Se negli stravaganti test d’ingresso a medicina ci fosse il quiz “quanti anni ha Kean”, da qui in avanti mancherebbero ancora più medici: sbaglierebbero tutti. Da quanto lo vediamo in giro, da quanto ne parliamo, la riposta giusta sembrerebbe 34. Invece ne ha 24. E anche in questi tempi di precocismo spinto, con questa nuova tendenza che li vuole imparati all’asilo, comunque Kean resta un giovane. Eppure: da quando è a Firenze, da quando ha tagliato il cordone ombelicale con la grande madre Juve, se guarda lo specchio non vede più un punto di domanda, vede un giocatore fatto e finito.
Il campionato, la nazionale, l’Italia intera si ritrovano un centravanti così come l’avevano sempre intuito, assaggiato, immaginato, però con la solita fretta, secondo la nostra illuminata cultura del tutto e subito. Quello che Kean sembrava, Kean è. Può essere che qualcuno gli rinfacci di averci messo un po’, pure troppo, ma tutto è relativo: questa storia può essere riletta dalla fine al principio, da questi gol viola alle giovanili di Torino e Juve, scoprendo che dentro non c’è l’indolenza, la vacuità, l’incoscienza di tanti smidollati che non arrivano mai, ma magari la tenacia e la forza di un ragazzo italiano che vuole arrivare sul serio.
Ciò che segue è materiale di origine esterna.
use clap::{Parser, Subcommand, ValueEnum};
use seiri::prelude::*;
use std::fs;
use std::path::PathBuf;
use std::time::Instant;

/// Arrange node graphs into a readable left-to-right execution flow
#[derive(Parser, Debug)]
#[command(version, about, long_about = None)]
struct Cli {
    /// Optional layout config JSON file overriding the default spacing
    #[arg(short, long, global = true)]
    config: Option<PathBuf>,

    /// Extra node kinds to treat as entry points (repeatable)
    #[arg(long = "entry-kind", global = true)]
    entry_kinds: Vec<String>,

    /// How results are printed
    #[arg(long, value_enum, global = true, default_value = "text")]
    format: OutputFormat,

    #[command(subcommand)]
    action: Action,
}

#[derive(Subcommand, Debug)]
enum Action {
    /// Lay out a graph JSON file and write the arranged graph
    Arrange {
        /// Path to the graph JSON file
        graph_path: PathBuf,
        /// Where to write the arranged graph; defaults to overwriting the input
        #[arg(short, long)]
        output: Option<PathBuf>,
        /// Only print the plan, leave files untouched
        #[arg(long)]
        dry_run: bool,
    },
    /// Print node positions and overlapping node pairs of a graph JSON file
    Info {
        /// Path to the graph JSON file
        graph_path: PathBuf,
    },
    /// Run a JSON command against a file of blueprint documents
    Command {
        /// Path to a JSON array of blueprint documents
        store_path: PathBuf,
        /// Command name, e.g. auto_arrange_nodes
        name: String,
        /// JSON parameter object
        #[arg(default_value = "{}")]
        params: String,
        /// Write the (possibly modified) blueprints back to the store file
        #[arg(long)]
        save: bool,
    },
}

#[derive(Debug, Clone, Copy, ValueEnum)]
enum OutputFormat {
    Text,
    Json,
}

fn main() {
    tracing_subscriber::fmt()
        .with_writer(std::io::stderr)
        .with_env_filter(
            tracing_subscriber::EnvFilter::from_default_env()
                .add_directive(tracing::Level::WARN.into()),
        )
        .init();

    let cli = Cli::parse();
    let engine = build_engine(&cli);

    match cli.action {
        Action::Arrange {
            graph_path,
            output,
            dry_run,
        } => run_arrange(&engine, cli.format, graph_path, output, dry_run),
        Action::Info { graph_path } => run_info(&engine, cli.format, graph_path),
        Action::Command {
            store_path,
            name,
            params,
            save,
        } => run_command(engine, store_path, &name, &params, save),
    }
}

fn build_engine(cli: &Cli) -> LayoutEngine {
    let mut builder = LayoutEngine::builder();
    if let Some(path) = &cli.config {
        let config = LayoutConfig::from_file(path)
            .unwrap_or_else(|e| exit_with_error(&format!("Failed to load config: {}", e)));
        builder = builder.with_config(config);
    }
    for kind in &cli.entry_kinds {
        builder = builder.with_entry_kind(kind);
    }
    builder.build()
}

fn run_arrange(
    engine: &LayoutEngine,
    format: OutputFormat,
    graph_path: PathBuf,
    output: Option<PathBuf>,
    dry_run: bool,
) {
    let total_start = Instant::now();
    let mut graph = load_graph(&graph_path);

    let layout_start = Instant::now();
    let plan = if dry_run {
        engine.plan(&graph)
    } else {
        engine.arrange(&mut graph)
    }
    .unwrap_or_else(|e| exit_with_error(&format!("Layout failed: {}", e)));
    let layout_duration = layout_start.elapsed();

    match format {
        OutputFormat::Text => print!("{}", ReportFormatter::format_plan(&plan)),
        OutputFormat::Json => print_json(&plan),
    }

    if !dry_run {
        let target = output.unwrap_or(graph_path);
        let json = serde_json::to_string_pretty(&graph)
            .unwrap_or_else(|e| exit_with_error(&format!("Failed to serialize graph: {}", e)));
        fs::write(&target, json).unwrap_or_else(|e| {
            exit_with_error(&format!("Failed to write '{}': {}", target.display(), e))
        });
        if let OutputFormat::Text = format {
            println!("Wrote arranged graph to '{}'", target.display());
        }
    }

    if let OutputFormat::Text = format {
        println!("\n--- Performance Summary ---");
        println!("Layout:               {:?}", layout_duration);
        println!("Total Execution:      {:?}", total_start.elapsed());
    }
}

fn run_info(engine: &LayoutEngine, format: OutputFormat, graph_path: PathBuf) {
    let graph = load_graph(&graph_path);
    let info = engine
        .layout_info(&graph)
        .unwrap_or_else(|e| exit_with_error(&format!("Layout analysis failed: {}", e)));

    match format {
        OutputFormat::Text => print!("{}", ReportFormatter::format_info(&info)),
        OutputFormat::Json => print_json(&info),
    }
}

fn run_command(engine: LayoutEngine, store_path: PathBuf, name: &str, params: &str, save: bool) {
    let mut store = GraphStore::from_file(&store_path).unwrap_or_else(|e| {
        exit_with_error(&format!(
            "Failed to load blueprints from '{}': {}",
            store_path.display(),
            e
        ))
    });
    let registry = CommandRegistry::with_layout_commands(engine);
    println!("{}", registry.execute(&mut store, name, params));

    if save {
        let json = serde_json::to_string_pretty(&store.blueprints())
            .unwrap_or_else(|e| exit_with_error(&format!("Failed to serialize blueprints: {}", e)));
        fs::write(&store_path, json).unwrap_or_else(|e| {
            exit_with_error(&format!("Failed to write '{}': {}", store_path.display(), e))
        });
    }
}

fn load_graph(path: &PathBuf) -> GraphDefinition {
    let content = fs::read_to_string(path).unwrap_or_else(|e| {
        exit_with_error(&format!(
            "Failed to read graph file '{}': {}",
            path.display(),
            e
        ))
    });
    content
        .as_str()
        .into_graph()
        .unwrap_or_else(|e| exit_with_error(&format!("Failed to load graph: {}", e)))
}

fn print_json<T: serde::Serialize>(value: &T) {
    let json = serde_json::to_string_pretty(value)
        .unwrap_or_else(|e| exit_with_error(&format!("Failed to serialize output: {}", e)));
    println!("{}", json);
}

fn exit_with_error(message: &str) -> ! {
    eprintln!("\nError: {}", message);
    std::process::exit(1);
}
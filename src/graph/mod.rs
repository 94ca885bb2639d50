pub mod conversion;
pub mod definition;
pub mod model;
pub mod store;

pub use conversion::*;
pub use definition::*;
pub use model::*;
pub use store::*;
Se tutto è relativo, certo girare squadre di mezza Europa può essere un brutto segno, già visto in tante altre storie, il segno inequivocabile di una carriera abbozzata, immaginata, eventuale, mai però compiuta davvero. Questo stesso viaggio può tuttavia dire di un’anima forte, che si mette in gioco, che ricerca, che prova, per completare pezzo dopo pezzo il puzzle di se stessa.
Diventa ciò che sei, diceva il pensatore. Kean è partito a 17 anni, ha vestito molte divise e anche molte maschere, alla Juve ci hanno creduto qualche volta senza crederci mai, in Inghilterra e in Francia hanno preteso che fosse grande prima ancora di diventarlo, tutti senza pazienza, tutti senza indulgenza, fino a.
Ogni vita ha il suo snodo e il suo big bang, momento in cui qualcosa scatta e finalmente salta fuori il migliore io. Questo della Fiorentina ha tutta l’aria del big bang di Kean. Dopo tutto, non sembra neanche tanto complicato scoprire un perchè: a Firenze sta toccando con mano il piacere impagabile che sognano tutti gli uomini, in qualsiasi campo, a qualsiasi età, il piacere d’essere cercati, considerati, ammirati. Scoprirsi finalmente qualcosa d’importante per qualcuno, sentirsi al centro senza il timore che ad ogni momento ti dicano scansati, godersi l’idea di non essere un tappabuchi, un riempitivo, un sostituto, un ripiego, giudicato per quello che sei e non per quello che gli altri vorrebbero fossi.
Anche se sembra che Kean abbia 72 anni, è una storia ancora gli inizi, tutta da scrivere. E’ una storia che però dovremmo tenere presente quando tutti quanti ci mettiamo a frignare perchè da noi non nascono più campioni. Tutto è relativo: magari ne nascono ancora, soltanto dovremmo accettarli per quello che sono.